The Communists were able to take credit for both outcomes thereby helping to legitimate their rule.
While the socio-economic conditions of occupation facilitated the imposition of Soviet rule, political and ideological circumstances also determine the extent to which local elites will collaborate with invading powers. As Gross elaborates, collaboration with the Nazis was determined by several factors that can also inform our understanding of why local populations in Eastern Europe collaborated with Soviet authorities.
In Milosz’s account of his friends and colleagues who decided actively to support the imposition of Soviet rule in Poland, he attempts to comprehend the reasons behind this decision while also judging their actions, thereby attempting to hold them accountable for succumbing to the “logic of History.” And he hopes that they too have some awareness of the terrible decision they made as in the case of Gemma: “But sometimes he is haunted by the thought that the devil to whom men sell their souls owes his might to men themselves, and that the determinism of History is a creation of human brains.” (p. 174)
But is his judgment valid according to Gross’ criterion that only in the context of free choice can collaborators be held accountable? Are the life stories he recounts constructed to show fateful moments of choice and conscious decision or do they show the painful inevitability of their behavior given their particular psyches? And how their psyches interacted with the war torn environments they found themselves in.

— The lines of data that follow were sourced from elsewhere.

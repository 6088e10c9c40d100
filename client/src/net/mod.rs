//! Networking modules for the lab API.
//!
//! SYSTEM CONTEXT
//! ==============
//! `api` handles the unauthenticated sign-in calls, `transport` carries every
//! other request with the session's bearer token, and `types` defines the
//! shared wire schema.

pub mod api;
pub mod transport;
pub mod types;
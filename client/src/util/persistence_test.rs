use super::*;
use crate::net::types::Role;
use crate::test_support::identity;

// =============================================================================
// MemoryStorage
// =============================================================================

#[test]
fn memory_set_get_remove() {
    let storage = MemoryStorage::new();
    storage.set_all(&[("a", "1"), ("b", "2")]).unwrap();
    assert_eq!(storage.get("a").as_deref(), Some("1"));
    assert_eq!(storage.get("b").as_deref(), Some("2"));

    storage.remove_all(&["a", "missing"]).unwrap();
    assert_eq!(storage.get("a"), None);
    assert_eq!(storage.get("b").as_deref(), Some("2"));
}

// =============================================================================
// FileStorage
// =============================================================================

#[test]
fn file_storage_round_trips_through_disk() {
    let dir = tempfile::tempdir().unwrap();
    let path = dir.path().join("nested").join("session.json");
    let storage = FileStorage::new(&path);

    storage.set_all(&[(TOKEN_KEY, "tok"), (USER_KEY, "{}")]).unwrap();
    assert!(path.exists());

    let reopened = FileStorage::new(&path);
    assert_eq!(reopened.get(TOKEN_KEY).as_deref(), Some("tok"));
    assert_eq!(reopened.get(USER_KEY).as_deref(), Some("{}"));
}

#[test]
fn file_storage_removes_file_when_emptied() {
    let dir = tempfile::tempdir().unwrap();
    let path = dir.path().join("session.json");
    let storage = FileStorage::new(&path);

    storage.set_all(&[(TOKEN_KEY, "tok")]).unwrap();
    storage.remove_all(&[TOKEN_KEY, USER_KEY]).unwrap();
    assert!(!path.exists());

    // Idempotent on a missing file.
    storage.remove_all(&[TOKEN_KEY, USER_KEY]).unwrap();
    assert!(!path.exists());
}

#[test]
fn file_storage_leaves_no_temp_file() {
    let dir = tempfile::tempdir().unwrap();
    let path = dir.path().join("session.json");
    FileStorage::new(&path).set_all(&[(TOKEN_KEY, "tok")]).unwrap();

    let names: Vec<_> = std::fs::read_dir(dir.path())
        .unwrap()
        .map(|entry| entry.unwrap().file_name().into_string().unwrap())
        .collect();
    assert_eq!(names, vec!["session.json".to_owned()]);
}

#[test]
fn file_storage_reads_corrupt_file_as_empty_and_recovers() {
    let dir = tempfile::tempdir().unwrap();
    let path = dir.path().join("session.json");
    std::fs::write(&path, "{not json").unwrap();
    let storage = FileStorage::new(&path);

    assert_eq!(storage.get(TOKEN_KEY), None);
    storage.remove_all(&[TOKEN_KEY, USER_KEY]).unwrap();
    assert!(!path.exists());
}

#[cfg(unix)]
#[test]
fn file_storage_is_owner_only() {
    use std::os::unix::fs::PermissionsExt;

    let dir = tempfile::tempdir().unwrap();
    let path = dir.path().join("session.json");
    FileStorage::new(&path).set_all(&[(TOKEN_KEY, "tok")]).unwrap();

    let mode = std::fs::metadata(&path).unwrap().permissions().mode();
    assert_eq!(mode & 0o777, 0o600);
}

#[test]
fn file_storage_write_failure_is_io_error() {
    let dir = tempfile::tempdir().unwrap();
    // A regular file where a directory is expected.
    let blocker = dir.path().join("blocker");
    std::fs::write(&blocker, "x").unwrap();
    let storage = FileStorage::new(blocker.join("session.json"));

    let err = storage.set_all(&[(TOKEN_KEY, "tok")]).unwrap_err();
    assert!(matches!(err, StorageError::Io { .. }));
}

#[test]
fn file_storage_failed_replace_leaves_no_temp_file() {
    let dir = tempfile::tempdir().unwrap();
    // A non-empty directory at the target path makes the final rename fail.
    let path = dir.path().join("session.json");
    std::fs::create_dir(&path).unwrap();
    std::fs::write(path.join("keep"), "x").unwrap();
    let storage = FileStorage::new(&path);

    let err = storage.set_all(&[(TOKEN_KEY, "tok")]).unwrap_err();
    assert!(matches!(err, StorageError::Io { .. }));
    assert!(!dir.path().join("session.json.tmp").exists());
    assert!(path.join("keep").exists());
}

// =============================================================================
// Session pair
// =============================================================================

#[test]
fn load_empty_storage() {
    assert_eq!(load_session(&MemoryStorage::new()), PersistedSession::Empty);
}

#[test]
fn save_then_load_is_valid() {
    let storage = MemoryStorage::new();
    let admin = identity(Role::Admin);
    save_session(&storage, "jwt", &admin).unwrap();

    assert_eq!(load_session(&storage), PersistedSession::Valid { token: "jwt".to_owned(), identity: admin });
}

#[test]
fn persisted_user_record_excludes_token() {
    let storage = MemoryStorage::new();
    save_session(&storage, "jwt", &identity(Role::Student)).unwrap();

    let user = storage.get(USER_KEY).unwrap();
    assert!(!user.contains("jwt"));
    assert!(!user.contains("token"));
}

#[test]
fn load_torn_pairs_are_invalid() {
    let token_only = MemoryStorage::with_entries(&[(TOKEN_KEY, "jwt")]);
    assert!(matches!(load_session(&token_only), PersistedSession::Invalid(_)));

    let user = serde_json::to_string(&identity(Role::Student)).unwrap();
    let user_only = MemoryStorage::with_entries(&[(USER_KEY, &user)]);
    assert!(matches!(load_session(&user_only), PersistedSession::Invalid(_)));
}

#[test]
fn load_malformed_user_is_invalid() {
    let cases = [
        "not json",
        "null",
        "[]",
        r#"{"id":1}"#,
        r#"{"id":1,"username":"x","email":"e","role":"OVERLORD"}"#,
        r#"{"id":"one","username":"x","email":"e","role":"ADMIN"}"#,
    ];
    for raw in cases {
        let storage = MemoryStorage::with_entries(&[(TOKEN_KEY, "jwt"), (USER_KEY, raw)]);
        assert!(matches!(load_session(&storage), PersistedSession::Invalid(_)), "case {raw}");
    }
}

#[test]
fn load_blank_values_count_as_missing() {
    let storage = MemoryStorage::with_entries(&[(TOKEN_KEY, " "), (USER_KEY, "")]);
    assert_eq!(load_session(&storage), PersistedSession::Empty);
}

#[test]
fn clear_removes_both_keys_only() {
    let storage = MemoryStorage::with_entries(&[(TOKEN_KEY, "jwt"), (USER_KEY, "{}"), ("theme", "dark")]);
    clear_session(&storage).unwrap();
    assert_eq!(storage.get(TOKEN_KEY), None);
    assert_eq!(storage.get(USER_KEY), None);
    assert_eq!(storage.get("theme").as_deref(), Some("dark"));
}
//! Application views, their paths, and who may see them.
//!
//! SYSTEM CONTEXT
//! ==============
//! This is the client's route table. The guard in `util::auth` consults
//! `Route::access` to decide whether a navigation renders or redirects, and
//! the per-role dashboards link only to views the role can open.

#[cfg(test)]
#[path = "routes_test.rs"]
mod routes_test;

use std::fmt;

use crate::net::types::Role;

/// Who may open a view.
#[derive(Clone, Copy, Debug, PartialEq, Eq)]
pub enum Access {
    Public,
    Authenticated,
    Role(Role),
}

#[derive(Clone, Copy, Debug, PartialEq, Eq, Hash)]
pub enum Route {
    Landing,
    Login,
    Register,
    Dashboard,
    Labs,
    Equipment,
    Bookings,
    Maintenance,
    Users,
    Reports,
}

/// Where unauthenticated navigation is sent.
pub const LOGIN_ROUTE: Route = Route::Login;
/// Where a successful sign-in and under-privileged navigation land.
pub const HOME_ROUTE: Route = Route::Dashboard;
/// Where sign-out and unknown paths land.
pub const LANDING_ROUTE: Route = Route::Landing;

impl Route {
    pub const ALL: [Route; 10] = [
        Route::Landing,
        Route::Login,
        Route::Register,
        Route::Dashboard,
        Route::Labs,
        Route::Equipment,
        Route::Bookings,
        Route::Maintenance,
        Route::Users,
        Route::Reports,
    ];

    #[must_use]
    pub fn path(self) -> &'static str {
        match self {
            Self::Landing => "/",
            Self::Login => "/login",
            Self::Register => "/register",
            Self::Dashboard => "/dashboard",
            Self::Labs => "/labs",
            Self::Equipment => "/equipment",
            Self::Bookings => "/bookings",
            Self::Maintenance => "/maintenance",
            Self::Users => "/admin/users",
            Self::Reports => "/admin/reports",
        }
    }

    #[must_use]
    pub fn title(self) -> &'static str {
        match self {
            Self::Landing => "Home",
            Self::Login => "Login",
            Self::Register => "Register",
            Self::Dashboard => "Dashboard",
            Self::Labs => "Labs",
            Self::Equipment => "Equipment",
            Self::Bookings => "Bookings",
            Self::Maintenance => "Maintenance",
            Self::Users => "Users",
            Self::Reports => "Reports",
        }
    }

    #[must_use]
    pub fn access(self) -> Access {
        match self {
            Self::Landing | Self::Login | Self::Register => Access::Public,
            Self::Dashboard | Self::Labs | Self::Equipment | Self::Bookings | Self::Maintenance => {
                Access::Authenticated
            }
            Self::Users | Self::Reports => Access::Role(Role::Admin),
        }
    }

    /// Exact lookup; query strings, fragments and trailing slashes are ignored.
    #[must_use]
    pub fn lookup(path: &str) -> Option<Self> {
        let path = path.split(['?', '#']).next().unwrap_or_default();
        let trimmed = path.trim().trim_end_matches('/');
        let normalized = if trimmed.is_empty() { "/" } else { trimmed };
        Self::ALL.into_iter().find(|route| route.path() == normalized)
    }
}

impl fmt::Display for Route {
    fn fmt(&self, f: &mut fmt::Formatter<'_>) -> fmt::Result {
        f.write_str(self.path())
    }
}

// =============================================================================
// DASHBOARDS
// =============================================================================

/// Role-specific dashboard heading and the views it links to.
#[derive(Clone, Copy, Debug, PartialEq, Eq)]
pub struct Dashboard {
    pub title: &'static str,
    pub description: &'static str,
    pub links: &'static [Route],
}

#[must_use]
pub fn dashboard_for(role: Option<Role>) -> Dashboard {
    match role {
        Some(Role::Admin) => Dashboard {
            title: "Admin Dashboard",
            description: "Manage all aspects of the lab management system",
            links: &[Route::Users, Route::Labs, Route::Equipment, Route::Bookings, Route::Maintenance, Route::Reports],
        },
        Some(Role::LabManager) => Dashboard {
            title: "Lab Manager Dashboard",
            description: "Manage your assigned labs and equipment",
            links: &[Route::Labs, Route::Equipment, Route::Bookings, Route::Maintenance],
        },
        Some(Role::Instructor) => Dashboard {
            title: "Instructor Dashboard",
            description: "Book labs and manage your classes",
            links: &[Route::Labs, Route::Bookings, Route::Equipment],
        },
        Some(Role::Student) => Dashboard {
            title: "Student Dashboard",
            description: "Request lab access and view schedules",
            links: &[Route::Labs, Route::Bookings, Route::Equipment],
        },
        None => Dashboard { title: "Dashboard", description: "Welcome to AUCA Lab Management", links: &[] },
    }
}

Remarkably, given the fact that Milosz wrote his book in 1953, his account prefigures the social history of the era suggested by Jan Gross writing in 2000. While Gross does not mention memoir and individual memory in this particular essay, in general his work does build on memoirs – using individual memories to challenge conventional accounts of history, so, implicitly at least, he may have been drawing on Milosz’s account to inform his social history.
Milosz’s account depicts the interactive dynamic underlying collaboration as outlined by Gross: how/why collaboration is offered as an option by occupiers (E.g., “Because Communism recognized that rule over men’s minds is the key to rule over an entire country, the word is the cornerstone of this system.” p. 161 --hence the offer of collaboration made to writers and poets), and how/why it is accepted by those targeted.
Milosz’s account also provides insights into why the issue of who supported the communist regime and who collaborated with the secret police is still such a polarizing issue in Polish political life. Specifically, he demonstrates the extent to which these individuals were willing to overlook the extent to which the Soviets were as culpable as the Nazis in the destruction of Polish life and society. For example, those Poles who passed the war in the SU, like Gamma, were well aware of the crimes of Stalin, including the murders of Polish officers at Katyn (p. 156). From the perspective of current conservative-nationalist politicians, to knowingly assist in the imposition of such a murderous system on Poland is a treason for which there should be no statute of limitation.